How To Build My Own Website (2)

Parsing and displaying Markdown files are one of the most important things in building a personal website, because all my blogs are written in Markdown. This article illustrates several things that I did in processing Markdown files.

Parse YAML Front Matter

gray-matter is a useful tool to parse YAML front matter.
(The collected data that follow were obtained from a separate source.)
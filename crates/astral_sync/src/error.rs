//! # Sync Error Types
//!
//! All errors that can occur while caching, syncing or configuring.

use thiserror::Error;

/// Errors raised by the persistent cache tier.
///
/// The cache itself never returns these to callers; they are logged and
/// counted, and the operation degrades to a miss.
#[derive(Error, Debug)]
pub enum CacheError {
    /// Underlying store failed.
    #[error("store i/o failed for {key}: {source}")]
    Io {
        /// Store key involved.
        key: String,
        /// Cause.
        #[source]
        source: std::io::Error,
    },

    /// Record could not be decompressed.
    #[error("corrupt record {key}: {reason}")]
    Corrupt {
        /// Store key involved.
        key: String,
        /// What went wrong.
        reason: String,
    },

    /// Record or index could not be encoded or decoded.
    #[error("serialization failed for {key}: {source}")]
    Serde {
        /// Store key involved.
        key: String,
        /// Cause.
        #[source]
        source: serde_json::Error,
    },
}

/// Result type for persistent cache operations.
pub type CacheResult<T> = Result<T, CacheError>;

/// Errors that can occur while fetching or applying server deltas.
///
/// `Clone` so one failure can be handed to every coalesced caller.
#[derive(Error, Debug, Clone, PartialEq, Eq)]
pub enum SyncError {
    /// Transport failed or the server returned an error.
    #[error("network error: {0}")]
    Network(String),

    /// Server responded with a body we could not decode.
    #[error("malformed server response: {0}")]
    Parse(String),

    /// A bulk response did not include a requested sector.
    #[error("sector missing from bulk response: {0}")]
    MissingSector(String),

    /// A realtime delta named a sector id that is not canonical.
    #[error("invalid sector id: {0}")]
    InvalidSectorId(String),
}

/// Result type for sync operations.
pub type SyncResult<T> = Result<T, SyncError>;

/// Errors raised while loading configuration.
#[derive(Error, Debug)]
pub enum ConfigError {
    /// Config file could not be read.
    #[error("cannot read config {path}: {source}")]
    Io {
        /// Path that failed.
        path: String,
        /// Cause.
        #[source]
        source: std::io::Error,
    },

    /// Config file is not valid TOML for this schema.
    #[error("invalid config: {0}")]
    Parse(#[from] toml::de::Error),

    /// A value is out of range.
    #[error("invalid configuration: {0}")]
    Invalid(String),
}

/// Result type for configuration loading.
pub type ConfigResult<T> = Result<T, ConfigError>;
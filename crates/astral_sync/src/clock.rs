//! # Clocks
//!
//! Cache timestamps come from a [`Clock`] so TTL expiry can be tested
//! without sleeping.

use std::sync::atomic::{AtomicU64, Ordering};
use std::time::{Duration, SystemTime, UNIX_EPOCH};

/// Source of wall-clock time in milliseconds since the Unix epoch.
pub trait Clock: Send + Sync {
    /// Current time.
    fn now_ms(&self) -> u64;
}

/// The system clock.
#[derive(Clone, Copy, Debug, Default)]
pub struct SystemClock;

impl Clock for SystemClock {
    #[allow(clippy::cast_possible_truncation)]
    fn now_ms(&self) -> u64 {
        SystemTime::now()
            .duration_since(UNIX_EPOCH)
            .map_or(0, |d| d.as_millis() as u64)
    }
}

/// A clock that only moves when told to.
#[derive(Debug, Default)]
pub struct ManualClock {
    now: AtomicU64,
}

impl ManualClock {
    /// Creates a clock reading `start_ms`.
    #[must_use]
    pub const fn new(start_ms: u64) -> Self {
        Self {
            now: AtomicU64::new(start_ms),
        }
    }

    /// Moves the clock forward.
    #[allow(clippy::cast_possible_truncation)]
    pub fn advance(&self, by: Duration) {
        self.now.fetch_add(by.as_millis() as u64, Ordering::Relaxed);
    }

    /// Sets the clock.
    pub fn set(&self, now_ms: u64) {
        self.now.store(now_ms, Ordering::Relaxed);
    }
}

impl Clock for ManualClock {
    fn now_ms(&self) -> u64 {
        self.now.load(Ordering::Relaxed)
    }
}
As my old Blog Website is built by Jekyll, which supports parsing YAML by default, all my blog posts used YAML to carry meta information, like this:

---
title:  "How To Build My Own Website (2) - Markdown"
date:   "2021-03-12T20:00:00+08:00"
categories: Front-End
---

with gray-matter parsing:

import matter from 'gray-matter';

const { data, content } = matter(fs.readFileSync(filePath, 'utf8'));

the data object is the result of parsing front-matter, and the content is the post content with front-matter stripped.

data: {
  title: "How To Build My Own Website (2) - Markdown",
  date: "2021-03-12T20:00:00+08:00",
  categories: "Front-End",
},

The object returned by gray-matter also has a excerpt property, which can extract excerpt from Markdown files if excerpt is provided in a specified format. However, my old posts didn't have excerpt, and it takes time to fill it again. So I decide to extract several lines of the first paragraph as the excerpt, see below for details.

Convert Markdown To HTML

I chose showdown to help me convert Markdown content to HTML. The Next.js tutorial uses remark library, which is also cool. However, I prefer showdown, because：

it has the most stars in Github.
it has plenty of options for me to tweak the result of HTML.
it has Github Flavored Markdown.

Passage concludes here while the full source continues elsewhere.